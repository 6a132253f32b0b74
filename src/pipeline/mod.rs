//! Pipeline orchestration for the interview coach.
//!
//! This module sequences extraction, classification, generation and
//! sanitization, and exposes the shared state a UI reads.
//!
//! # Architecture
//!
//! ```text
//! PipelineCommand (mpsc)
//!        │
//!        ▼
//! PipelineOrchestrator::run()  ← async tokio task
//!        │
//!        ├─ Process(request) → cancel previous run, spawn queue mode
//!        ├─ Debug(request)   → cancel previous run, spawn debug mode
//!        └─ Cancel           → cancel run in flight
//!
//! PipelineEvent (unbounded mpsc) ──▶ presentation layer
//! SharedState (Arc<Mutex<AppState>>) ←── read by a UI
//! ```

pub mod events;
pub mod runner;
pub mod state;

// ---------------------------------------------------------------------------
// Public re-exports
// ---------------------------------------------------------------------------

pub use events::{PipelineCommand, PipelineEvent, ProcessRequest, RawInput};
pub use runner::{PipelineError, PipelineOrchestrator};
pub use state::{new_shared_state, AppState, PipelineState, SharedState};
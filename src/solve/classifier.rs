//! Combined classify-and-respond call.
//!
//! One round trip returns both the label line and a first-draft answer.
//! The label is recovered from the first line starting with
//! [`LABEL_MARKER`]; anything unparseable becomes [`Category::General`].

use tokio_util::sync::CancellationToken;

use super::Category;
use crate::extract::SnippetSelector;
use crate::llm::prompt::{classification_prompt, LABEL_MARKER};
use crate::llm::{GenerationOptions, LlmClient, LlmError, PromptPart};
use crate::types::InputKind;

/// Parsed classifier output.
#[derive(Debug, Clone, PartialEq, Eq)]
pub struct Classification {
    pub category: Category,
    /// Everything except the label line, trimmed.  May be empty.
    pub response: String,
}

impl Classification {
    /// Recover label and response from raw model output.
    pub fn parse(raw: &str) -> Self {
        let mut label: Option<&str> = None;
        let mut rest: Vec<&str> = Vec::new();

        for line in raw.lines() {
            if label.is_none() {
                if let Some(value) = label_value(line) {
                    label = Some(value);
                    continue;
                }
            }
            rest.push(line);
        }

        let category = match label {
            Some(value) => Category::coerce(value),
            None => {
                log::warn!("classifier: no {LABEL_MARKER} line in output, using general");
                Category::General
            }
        };

        Self {
            category,
            response: rest.join("\n").trim().to_string(),
        }
    }
}

/// Value after the marker, if `line` is a label line.  Leading markdown
/// decoration (`#`, `*`, `>`) is ignored.
fn label_value(line: &str) -> Option<&str> {
    let stripped = line.trim_start_matches(|c: char| c.is_whitespace() || matches!(c, '#' | '*' | '>'));
    let head = stripped.get(..LABEL_MARKER.len())?;
    if head.eq_ignore_ascii_case(LABEL_MARKER) {
        Some(stripped[LABEL_MARKER.len()..].trim())
    } else {
        None
    }
}

// ---------------------------------------------------------------------------
// Classifier
// ---------------------------------------------------------------------------

#[derive(Debug, Clone, Default)]
pub struct Classifier {
    selector: SnippetSelector,
    options: GenerationOptions,
}

impl Classifier {
    pub fn new(options: GenerationOptions) -> Self {
        Self {
            selector: SnippetSelector::new(),
            options,
        }
    }

    /// Classify `content` (excerpted first if long) and fetch a draft
    /// answer in the same call.
    pub async fn classify(
        &self,
        client: &dyn LlmClient,
        content: &str,
        kind: InputKind,
        cancel: &CancellationToken,
    ) -> Result<Classification, LlmError> {
        let snippet = self.selector.select(content);
        let prompt = classification_prompt(&snippet, kind);
        let raw = client
            .generate(&[PromptPart::text(prompt)], &self.options, cancel)
            .await?;

        let classification = Classification::parse(&raw);
        log::info!("classifier: {kind} input classified as {}", classification.category);
        Ok(classification)
    }
}
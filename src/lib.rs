//! Interview coach: turns captured screenshots, audio clips and typed text
//! into one structured, category-specific answer from a remote model.
//!
//! Leaf-first module order:
//!
//! * [`types`]: shared data model.
//! * [`config`]: settings, paths and the config-store collaborator.
//! * [`capture`]: queue store and file reader collaborators.
//! * [`llm`]: model client, prompts, retry policy and fallback.
//! * [`extract`]: per-item text extraction and snippet selection.
//! * [`solve`]: classification, generation and the multi-image path.
//! * [`response`]: section parsing and final sanitization.
//! * [`pipeline`]: the orchestrator and its state machine.

pub mod capture;
pub mod config;
pub mod extract;
pub mod llm;
pub mod pipeline;
pub mod response;
pub mod solve;
pub mod types;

------------

Reproduce every record above exactly as it appears.

repository 6a132253f32b0b74
filename src/pipeline/mod.rs
//! Pipeline orchestration for the interview coach.
//!
//! This module sequences extraction, classification, generation and
//! sanitization, and exposes the shared state a UI reads.
//!
//! # Architecture
//!
//! ```text
//! PipelineCommand (mpsc)
//!        │
//!        ▼
//! PipelineOrchestrator::run()  ← async tokio task
//!        │
//!        ├─ Process(request) → cancel previous run, spawn queue mode
//!        ├─ Debug(request)   → cancel previous run, spawn debug mode
//!        └─ Cancel           → cancel run in flight
//!
//! PipelineEvent (unbounded mpsc) ──▶ presentation layer
//! SharedState (Arc<Mutex<AppState>>) ←── read by a UI
//! ```

pub mod events;
pub mod runner;
pub mod state;

// ---------------------------------------------------------------------------
// Public re-exports
// ---------------------------------------------------------------------------

pub use events::{PipelineCommand, PipelineEvent, ProcessRequest, RawInput};
pub use runner::{PipelineError, PipelineOrchestrator};
pub use state::{new_shared_state, AppState, PipelineState, SharedState};
filename src/solve/classifier.rs
//! Combined classify-and-respond call.
//!
//! One round trip returns both the label line and a first-draft answer.
//! The label is recovered from the first line starting with
//! [`LABEL_MARKER`]; anything unparseable becomes [`Category::General`].

use tokio_util::sync::CancellationToken;

use super::Category;
use crate::extract::SnippetSelector;
use crate::llm::prompt::{classification_prompt, LABEL_MARKER};
use crate::llm::{GenerationOptions, LlmClient, LlmError, PromptPart};
use crate::types::InputKind;

/// Parsed classifier output.
#[derive(Debug, Clone, PartialEq, Eq)]
pub struct Classification {
    pub category: Category,
    /// Everything except the label line, trimmed.  May be empty.
    pub response: String,
}

impl Classification {
    /// Recover label and response from raw model output.
    pub fn parse(raw: &str) -> Self {
        let mut label: Option<&str> = None;
        let mut rest: Vec<&str> = Vec::new();

        for line in raw.lines() {
            if label.is_none() {
                if let Some(value) = label_value(line) {
                    label = Some(value);
                    continue;
                }
            }
            rest.push(line);
        }

        let category = match label {
            Some(value) => Category::coerce(value),
            None => {
                log::warn!("classifier: no {LABEL_MARKER} line in output, using general");
                Category::General
            }
        };

        Self {
            category,
            response: rest.join("\n").trim().to_string(),
        }
    }
}

/// Value after the marker, if `line` is a label line.  Leading markdown
/// decoration (`#`, `*`, `>`) is ignored.
fn label_value(line: &str) -> Option<&str> {
    let stripped = line.trim_start_matches(|c: char| c.is_whitespace() || matches!(c, '#' | '*' | '>'));
    let head = stripped.get(..LABEL_MARKER.len())?;
    if head.eq_ignore_ascii_case(LABEL_MARKER) {
        Some(stripped[LABEL_MARKER.len()..].trim())
    } else {
        None
    }
}

// ---------------------------------------------------------------------------
// Classifier
// ---------------------------------------------------------------------------

#[derive(Debug, Clone, Default)]
pub struct Classifier {
    selector: SnippetSelector,
    options: GenerationOptions,
}

impl Classifier {
    pub fn new(options: GenerationOptions) -> Self {
        Self {
            selector: SnippetSelector::new(),
            options,
        }
    }

    /// Classify `content` (excerpted first if long) and fetch a draft
    /// answer in the same call.
    pub async fn classify(
        &self,
        client: &dyn LlmClient,
        content: &str,
        kind: InputKind,
        cancel: &CancellationToken,
    ) -> Result<Classification, LlmError> {
        let snippet = self.selector.select(content);
        let prompt = classification_prompt(&snippet, kind);
        let raw = client
            .generate(&[PromptPart::text(prompt)], &self.options, cancel)
            .await?;

        let classification = Classification::parse(&raw);
        log::info!("classifier: {kind} input classified as {}", classification.category);
        Ok(classification)
    }
}
filename src/lib.rs
//! Interview coach: turns captured screenshots, audio clips and typed text
//! into one structured, category-specific answer from a remote model.
//!
//! Leaf-first module order:
//!
//! * [`types`]: shared data model.
//! * [`config`]: settings, paths and the config-store collaborator.
//! * [`capture`]: queue store and file reader collaborators.
//! * [`llm`]: model client, prompts, retry policy and fallback.
//! * [`extract`]: per-item text extraction and snippet selection.
//! * [`solve`]: classification, generation and the multi-image path.
//! * [`response`]: section parsing and final sanitization.
//! * [`pipeline`]: the orchestrator and its state machine.

pub mod capture;
pub mod config;
pub mod extract;
pub mod llm;
pub mod pipeline;
pub mod response;
pub mod solve;
pub mod types;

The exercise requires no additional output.